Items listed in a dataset
____

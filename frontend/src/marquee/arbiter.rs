/// What the user is doing to the strip right now.
#[derive(Clone, Copy, Debug, PartialEq, Eq)]
pub enum ArbiterState {
    Idle,
    /// Pointer over the strip with pause-on-hover enabled.
    Hovering,
    Dragging,
    WheelCoasting,
}

#[derive(Clone, Copy, Debug, PartialEq, Eq)]
enum Mode {
    Auto,
    Dragging,
    WheelCoasting,
}

/// Identifies one armed resume timer. Firing a stale ticket does nothing,
/// so a timer that outlives a newer interaction cannot restart auto-scroll.
#[derive(Clone, Copy, Debug, PartialEq, Eq)]
pub struct ResumeTicket(u64);

/// Bookkeeping for one burst of user input, from the first event until
/// the resume timer fires.
#[derive(Clone, Copy, Debug, PartialEq)]
pub struct InteractionSession {
    pub started_at: f64,
    pub last_input_at: f64,
}

/// Decides whether auto-scroll may run and collects the translations
/// requested by drag and wheel input until the next frame consumes them.
#[derive(Clone, Debug)]
pub struct InteractionArbiter {
    mode: Mode,
    hovered: bool,
    pause_on_hover: bool,
    pending_resume: Option<ResumeTicket>,
    generation: u64,
    session: Option<InteractionSession>,
    pending_delta: f64,
}

impl InteractionArbiter {
    pub fn new(pause_on_hover: bool) -> Self {
        Self {
            mode: Mode::Auto,
            hovered: false,
            pause_on_hover,
            pending_resume: None,
            generation: 0,
            session: None,
            pending_delta: 0.0,
        }
    }

    pub fn set_pause_on_hover(&mut self, pause_on_hover: bool) {
        self.pause_on_hover = pause_on_hover;
    }

    pub fn state(&self) -> ArbiterState {
        match self.mode {
            Mode::Dragging => ArbiterState::Dragging,
            Mode::WheelCoasting => ArbiterState::WheelCoasting,
            Mode::Auto if self.hovered && self.pause_on_hover => ArbiterState::Hovering,
            Mode::Auto => ArbiterState::Idle,
        }
    }

    pub fn session(&self) -> Option<InteractionSession> {
        self.session
    }

    pub fn is_dragging(&self) -> bool {
        self.mode == Mode::Dragging
    }

    /// True while the user holds the strip or a resume timer is armed.
    pub fn suppresses_auto_scroll(&self) -> bool {
        self.mode != Mode::Auto || self.pending_resume.is_some()
    }

    /// Velocity the blender should chase given the configured auto-scroll
    /// velocity.
    pub fn target_velocity(&self, auto_velocity: f64) -> f64 {
        if self.suppresses_auto_scroll() || (self.hovered && self.pause_on_hover) {
            0.0
        } else {
            auto_velocity
        }
    }

    pub fn set_hovered(&mut self, hovered: bool) {
        self.hovered = hovered;
    }

    pub fn begin_drag(&mut self, now: f64) {
        self.pending_resume = None;
        self.mode = Mode::Dragging;
        self.touch_session(now);
    }

    /// Queues a drag translation. Ignored unless a drag is in progress.
    pub fn drag_by(&mut self, delta: f64, now: f64) {
        if self.mode != Mode::Dragging {
            return;
        }
        self.queue(delta);
        self.touch_session(now);
    }

    /// Ends a drag and arms the resume timer. `None` if no drag was active.
    pub fn end_drag(&mut self, now: f64) -> Option<ResumeTicket> {
        if self.mode != Mode::Dragging {
            return None;
        }
        self.mode = Mode::Auto;
        self.touch_session(now);
        Some(self.arm())
    }

    /// Queues a wheel translation. Ignored while dragging.
    pub fn wheel(&mut self, delta: f64, now: f64) -> Option<ResumeTicket> {
        if self.mode == Mode::Dragging {
            return None;
        }
        self.queue(delta);
        self.touch_session(now);
        self.mode = Mode::WheelCoasting;
        Some(self.arm())
    }

    /// Called when a resume timer fires. Returns whether auto-scroll was
    /// actually released.
    pub fn resume(&mut self, ticket: ResumeTicket) -> bool {
        if self.pending_resume != Some(ticket) {
            return false;
        }
        self.pending_resume = None;
        if self.mode == Mode::WheelCoasting {
            self.mode = Mode::Auto;
        }
        self.session = None;
        true
    }

    /// Drains translations requested since the last frame.
    pub fn take_pending_delta(&mut self) -> f64 {
        std::mem::take(&mut self.pending_delta)
    }

    fn queue(&mut self, delta: f64) {
        if delta.is_finite() {
            self.pending_delta += delta;
        }
    }

    fn arm(&mut self) -> ResumeTicket {
        self.generation += 1;
        let ticket = ResumeTicket(self.generation);
        self.pending_resume = Some(ticket);
        ticket
    }

    fn touch_session(&mut self, now: f64) {
        match self.session.as_mut() {
            Some(session) => session.last_input_at = now,
            None => {
                self.session = Some(InteractionSession {
                    started_at: now,
                    last_input_at: now,
                })
            }
        }
    }
}

#[cfg(test)]
mod tests {
    use super::*;

    #[test]
    fn drag_cycle() {
        let mut arbiter = InteractionArbiter::new(true);
        assert_eq!(arbiter.state(), ArbiterState::Idle);

        arbiter.begin_drag(0.0);
        assert_eq!(arbiter.state(), ArbiterState::Dragging);
        assert_eq!(arbiter.target_velocity(50.0), 0.0);

        let ticket = arbiter.end_drag(200.0).unwrap();
        assert_eq!(arbiter.state(), ArbiterState::Idle);
        // still quiet until the timer fires
        assert_eq!(arbiter.target_velocity(50.0), 0.0);

        assert!(arbiter.resume(ticket));
        assert_eq!(arbiter.target_velocity(50.0), 50.0);
        assert!(arbiter.session().is_none());
    }

    #[test]
    fn wheel_enters_coasting_until_resume() {
        let mut arbiter = InteractionArbiter::new(false);
        let ticket = arbiter.wheel(120.0, 10.0).unwrap();
        assert_eq!(arbiter.state(), ArbiterState::WheelCoasting);
        assert_eq!(arbiter.take_pending_delta(), 120.0);
        assert_eq!(arbiter.take_pending_delta(), 0.0);
        assert!(arbiter.resume(ticket));
        assert_eq!(arbiter.state(), ArbiterState::Idle);
    }

    #[test]
    fn new_input_invalidates_older_timer() {
        let mut arbiter = InteractionArbiter::new(false);
        let first = arbiter.wheel(10.0, 0.0).unwrap();
        let second = arbiter.wheel(10.0, 300.0).unwrap();
        assert!(!arbiter.resume(first));
        assert_eq!(arbiter.state(), ArbiterState::WheelCoasting);
        assert!(arbiter.resume(second));
        assert!(!arbiter.resume(second));
    }

    #[test]
    fn drag_start_cancels_pending_resume() {
        let mut arbiter = InteractionArbiter::new(false);
        let ticket = arbiter.wheel(10.0, 0.0).unwrap();
        arbiter.begin_drag(100.0);
        assert!(!arbiter.resume(ticket));
        assert_eq!(arbiter.state(), ArbiterState::Dragging);
    }

    #[test]
    fn wheel_during_drag_is_ignored() {
        let mut arbiter = InteractionArbiter::new(false);
        arbiter.begin_drag(0.0);
        assert_eq!(arbiter.wheel(40.0, 5.0), None);
        assert_eq!(arbiter.state(), ArbiterState::Dragging);
        assert_eq!(arbiter.take_pending_delta(), 0.0);
    }

    #[test]
    fn hover_pauses_without_blocking_input() {
        let mut arbiter = InteractionArbiter::new(true);
        arbiter.set_hovered(true);
        assert_eq!(arbiter.state(), ArbiterState::Hovering);
        assert_eq!(arbiter.target_velocity(50.0), 0.0);
        assert!(!arbiter.suppresses_auto_scroll());

        arbiter.begin_drag(0.0);
        arbiter.drag_by(-15.0, 16.0);
        assert_eq!(arbiter.take_pending_delta(), -15.0);
    }

    #[test]
    fn hover_ignored_when_pause_disabled() {
        let mut arbiter = InteractionArbiter::new(false);
        arbiter.set_hovered(true);
        assert_eq!(arbiter.state(), ArbiterState::Idle);
        assert_eq!(arbiter.target_velocity(50.0), 50.0);
    }

    #[test]
    fn session_tracks_first_and_last_input() {
        let mut arbiter = InteractionArbiter::new(false);
        arbiter.begin_drag(100.0);
        arbiter.drag_by(3.0, 150.0);
        arbiter.end_drag(180.0);
        let session = arbiter.session().unwrap();
        assert_eq!(session.started_at, 100.0);
        assert_eq!(session.last_input_at, 180.0);
    }

    #[test]
    fn stray_drag_events_are_ignored() {
        let mut arbiter = InteractionArbiter::new(false);
        arbiter.drag_by(30.0, 0.0);
        assert_eq!(arbiter.take_pending_delta(), 0.0);
        assert_eq!(arbiter.end_drag(0.0), None);
    }
}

____

Go through the lines above. Select every one that has the string "second".

        let second = arbiter.wheel(10.0, 300.0).unwrap();
        assert!(arbiter.resume(second));
        assert!(!arbiter.resume(second));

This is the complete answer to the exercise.